*WORK TO COMPLETE:* The answer must consist of each line below that contains the string "RecordingStorage".

*RECORD EXCERPTS:*
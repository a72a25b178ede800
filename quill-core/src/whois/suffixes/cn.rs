//! CNNIC (.cn): ICANN-like labels with its own date keys.

use crate::whois::rules::RuleSpec;
use crate::whois::ruleset::{FieldDelta, SuffixRules};

pub static CN: SuffixRules = SuffixRules {
    registry: "CNNIC",
    suffixes: &["cn", "com.cn", "net.cn", "org.cn", "gov.cn", "ac.cn"],
    fields: &[
        FieldDelta::replace("registrant_name", &[RuleSpec::text(r"^Registrant:[ \t]*(.+)")]),
        FieldDelta::replace(
            "registrar",
            &[RuleSpec::text(r"^Sponsoring Registrar:[ \t]*(.+)")],
        ),
        FieldDelta::replace(
            "creation_date",
            &[RuleSpec::date(r"^Registration Time:[ \t]*(.+)")],
        ),
        FieldDelta::replace(
            "expiration_date",
            &[RuleSpec::date(r"^Expiration Time:[ \t]*(.+)")],
        ),
        FieldDelta::replace("roid", &[RuleSpec::text(r"^ROID:[ \t]*(.+)")]),
    ],
};
//! SIDN (.nl): registrar and name servers on indented lines below their label.

use crate::whois::rules::{RuleSpec, Transform};
use crate::whois::ruleset::{FieldDelta, SuffixRules};

pub static NL: SuffixRules = SuffixRules {
    registry: "SIDN",
    suffixes: &["nl"],
    fields: &[
        FieldDelta::replace(
            "registrar",
            &[RuleSpec::text(r"^Registrar:[ \t]*\r?\n[ \t]+(.+)")],
        ),
        FieldDelta::replace(
            "name_servers",
            &[RuleSpec::text(r"^Domain nameservers:[ \t]*\r?\n((?:[ \t]+\S[^\r\n]*\r?\n?)+)")
                .transform(Transform::Hostname)
                .block()],
        ),
        FieldDelta::replace(
            "maintained_by",
            &[RuleSpec::text(r"^Record maintained by:[ \t]*(.+)")],
        ),
    ],
};
//! Cloudinary media hosting backend.
//!
//! Images are sent with a signed upload request into a configured folder.
//! With the default `authenticated` access mode the returned `secure_url`
//! only resolves for signed delivery requests.

use super::{StorageBackend, StorageError, StoredObject};
use crate::app_config::StorageConfig;
use async_trait::async_trait;
use reqwest::multipart::{Form, Part};
use serde::Deserialize;
use sha1::{Digest, Sha1};
use std::time::Duration;

/// Maximum time to wait for the provider to accept an upload
const UPLOAD_TIMEOUT_SECS: u64 = 60;

pub struct CloudinaryStorage {
    client: reqwest::Client,
    upload_url: String,
    api_key: String,
    api_secret: String,
    folder: String,
    access_mode: String,
}

#[derive(Deserialize)]
struct UploadResponse {
    secure_url: String,
    public_id: String,
}

#[derive(Deserialize)]
struct ErrorResponse {
    error: ErrorMessage,
}

#[derive(Deserialize)]
struct ErrorMessage {
    message: String,
}

impl CloudinaryStorage {
    pub fn new(config: &StorageConfig) -> Result<Self, StorageError> {
        for (value, name) in [
            (&config.cloudinary_cloud_name, "cloud name"),
            (&config.cloudinary_api_key, "API key"),
            (&config.cloudinary_api_secret, "API secret"),
        ] {
            if value.is_empty() {
                return Err(StorageError::Config(format!("Cloudinary {} is not set", name)));
            }
        }

        let client = reqwest::Client::builder()
            .timeout(Duration::from_secs(UPLOAD_TIMEOUT_SECS))
            .build()
            .map_err(|e| StorageError::Config(format!("Failed to create HTTP client: {}", e)))?;

        let upload_url = format!(
            "{}/{}/image/upload",
            config.cloudinary_api_url.trim_end_matches('/'),
            config.cloudinary_cloud_name
        );
        log::info!(
            "CloudinaryStorage initialized for cloud: {}, folder: {}",
            config.cloudinary_cloud_name,
            config.cloudinary_folder
        );

        Ok(Self {
            client,
            upload_url,
            api_key: config.cloudinary_api_key.clone(),
            api_secret: config.cloudinary_api_secret.clone(),
            folder: config.cloudinary_folder.clone(),
            access_mode: config.cloudinary_access_mode.clone(),
        })
    }
}

/// Request signature: SHA-1 over the `key=value` pairs sorted by key and
/// joined with `&`, followed directly by the API secret.
pub fn sign_params(params: &[(&str, String)], api_secret: &str) -> String {
    let mut sorted: Vec<&(&str, String)> = params.iter().filter(|(_, v)| !v.is_empty()).collect();
    sorted.sort_by(|a, b| a.0.cmp(b.0));

    let to_sign = sorted
        .iter()
        .map(|(k, v)| format!("{}={}", k, v))
        .collect::<Vec<_>>()
        .join("&");

    let mut hasher = Sha1::new();
    hasher.update(to_sign.as_bytes());
    hasher.update(api_secret.as_bytes());
    hex::encode(hasher.finalize())
}

#[async_trait]
impl StorageBackend for CloudinaryStorage {
    async fn store(
        &self,
        data: Vec<u8>,
        original_filename: &str,
    ) -> Result<StoredObject, StorageError> {
        log::info!("CloudinaryStorage: store: {}", original_filename);

        let params = vec![
            ("access_mode", self.access_mode.clone()),
            ("folder", self.folder.clone()),
            ("timestamp", chrono::Utc::now().timestamp().to_string()),
        ];
        let signature = sign_params(&params, &self.api_secret);

        let mut form = Form::new()
            .part(
                "file",
                Part::bytes(data).file_name(original_filename.to_owned()),
            )
            .text("api_key", self.api_key.clone())
            .text("signature", signature);
        for (key, value) in params.into_iter().filter(|(_, v)| !v.is_empty()) {
            form = form.text(key, value);
        }

        let response = self
            .client
            .post(&self.upload_url)
            .multipart(form)
            .send()
            .await
            .map_err(|e| StorageError::Remote(e.to_string()))?;

        let status = response.status();
        if !status.is_success() {
            let message = match response.json::<ErrorResponse>().await {
                Ok(body) => body.error.message,
                Err(_) => format!("HTTP {}", status),
            };
            return Err(StorageError::Rejected(message));
        }

        let body: UploadResponse = response
            .json()
            .await
            .map_err(|e| StorageError::Remote(format!("Unreadable upload response: {}", e)))?;

        Ok(StoredObject {
            url: body.secure_url,
            key: body.public_id,
        })
    }
}
//! In-memory stand-ins for the database and the storage backend

use async_trait::async_trait;
use sea_orm::DbErr;
use std::sync::atomic::{AtomicBool, AtomicI32, AtomicUsize, Ordering};
use std::sync::Mutex;
use uploader::entries::{Entry, EntryStore, NewEntry};
use uploader::storage::{StorageBackend, StorageError, StoredObject};

/// Entry store keeping rows in a Vec, ids assigned like AUTO_INCREMENT.
pub struct MemoryEntryStore {
    entries: Mutex<Vec<Entry>>,
    next_id: AtomicI32,
    fail: AtomicBool,
    insert_calls: AtomicUsize,
}

impl MemoryEntryStore {
    pub fn new() -> Self {
        Self {
            entries: Mutex::new(Vec::new()),
            next_id: AtomicI32::new(1),
            fail: AtomicBool::new(false),
            insert_calls: AtomicUsize::new(0),
        }
    }

    /// Make every following operation fail like a lost connection.
    pub fn fail_queries(&self) {
        self.fail.store(true, Ordering::SeqCst);
    }

    pub fn entries(&self) -> Vec<Entry> {
        self.entries.lock().unwrap().clone()
    }

    pub fn insert_calls(&self) -> usize {
        self.insert_calls.load(Ordering::SeqCst)
    }

    fn check(&self) -> Result<(), DbErr> {
        if self.fail.load(Ordering::SeqCst) {
            Err(DbErr::Conn("connection lost".to_string()))
        } else {
            Ok(())
        }
    }
}

#[async_trait]
impl EntryStore for MemoryEntryStore {
    async fn insert_entry(&self, entry: NewEntry) -> Result<i32, DbErr> {
        self.insert_calls.fetch_add(1, Ordering::SeqCst);
        self.check()?;

        let id = self.next_id.fetch_add(1, Ordering::SeqCst);
        self.entries.lock().unwrap().push(Entry {
            id,
            name: entry.name,
            email: entry.email,
            image_name: entry.image_name,
            image_url: entry.image_url,
        });
        Ok(id)
    }

    async fn list_entries(&self) -> Result<Vec<Entry>, DbErr> {
        self.check()?;
        Ok(self.entries())
    }

    async fn delete_entry(&self, id: i32) -> Result<u64, DbErr> {
        self.check()?;
        let mut entries = self.entries.lock().unwrap();
        let before = entries.len();
        entries.retain(|e| e.id != id);
        Ok((before - entries.len()) as u64)
    }
}

/// Storage backend that keeps uploads in memory.
pub struct RecordingStorage {
    objects: Mutex<Vec<(String, Vec<u8>)>>,
    fail: AtomicBool,
}

impl RecordingStorage {
    pub fn new() -> Self {
        Self {
            objects: Mutex::new(Vec::new()),
            fail: AtomicBool::new(false),
        }
    }

    /// Make every following store fail like a full disk.
    pub fn fail_writes(&self) {
        self.fail.store(true, Ordering::SeqCst);
    }

    /// Stored keys and contents, in upload order.
    pub fn objects(&self) -> Vec<(String, Vec<u8>)> {
        self.objects.lock().unwrap().clone()
    }
}

#[async_trait]
impl StorageBackend for RecordingStorage {
    async fn store(
        &self,
        data: Vec<u8>,
        original_filename: &str,
    ) -> Result<StoredObject, StorageError> {
        if self.fail.load(Ordering::SeqCst) {
            return Err(StorageError::Io(std::io::Error::other("No space left on device")));
        }

        let mut objects = self.objects.lock().unwrap();
        let key = format!("{}-{}", objects.len() + 1, original_filename);
        objects.push((key.clone(), data));
        Ok(StoredObject {
            url: format!("/uploads/{}", key),
            key,
        })
    }
}
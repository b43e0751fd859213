pub mod entries;
pub mod error;
pub mod upload;

use actix_web::http::header;
use actix_web::middleware::DefaultHeaders;
use actix_web::{route, HttpResponse, Responder};

/// Configures the web app by adding services from each web file.
///
/// @see https://docs.rs/actix-web/4/actix_web/struct.App.html#method.configure
pub fn configure(conf: &mut actix_web::web::ServiceConfig) {
    // Descending order. Order is important.
    // Route resolution will stop at the first match.
    upload::configure(conf);
    entries::configure(conf);

    conf.service(preflight);
}

/// Headers added to every response so browsers on other origins can call the API.
pub fn cors_headers() -> DefaultHeaders {
    DefaultHeaders::new().add((header::ACCESS_CONTROL_ALLOW_ORIGIN, "*"))
}

/// Answer CORS preflight requests for any path.
#[route("/{tail:.*}", method = "OPTIONS")]
async fn preflight() -> impl Responder {
    HttpResponse::NoContent()
        .insert_header((header::ACCESS_CONTROL_ALLOW_METHODS, "GET, POST, DELETE, OPTIONS"))
        .insert_header((header::ACCESS_CONTROL_ALLOW_HEADERS, "Content-Type"))
        .insert_header((header::ACCESS_CONTROL_MAX_AGE, "86400"))
        .finish()
}
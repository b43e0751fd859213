//! JSON error responses.

use actix_web::http::StatusCode;
use actix_web::{HttpResponse, ResponseError};
use serde::Serialize;

/// Failure of a single request, rendered as `{ "error": "..." }`.
#[derive(Debug)]
pub enum ApiError {
    /// Missing or malformed client input
    BadRequest(String),
    /// Upload exceeds the configured size limit
    PayloadTooLarge(String),
    /// Storage or database failure; the cause has already been logged
    Internal(String),
}

#[derive(Serialize)]
struct ErrorBody<'a> {
    error: &'a str,
}

impl ApiError {
    fn message(&self) -> &str {
        match self {
            ApiError::BadRequest(msg)
            | ApiError::PayloadTooLarge(msg)
            | ApiError::Internal(msg) => msg,
        }
    }
}

impl std::fmt::Display for ApiError {
    fn fmt(&self, f: &mut std::fmt::Formatter<'_>) -> std::fmt::Result {
        f.write_str(self.message())
    }
}

impl ResponseError for ApiError {
    fn status_code(&self) -> StatusCode {
        match self {
            ApiError::BadRequest(_) => StatusCode::BAD_REQUEST,
            ApiError::PayloadTooLarge(_) => StatusCode::PAYLOAD_TOO_LARGE,
            ApiError::Internal(_) => StatusCode::INTERNAL_SERVER_ERROR,
        }
    }

    fn error_response(&self) -> HttpResponse {
        HttpResponse::build(self.status_code()).json(ErrorBody {
            error: self.message(),
        })
    }
}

*OUTPUT BELOW:*
pub struct RecordingStorage {
impl RecordingStorage {
impl StorageBackend for RecordingStorage {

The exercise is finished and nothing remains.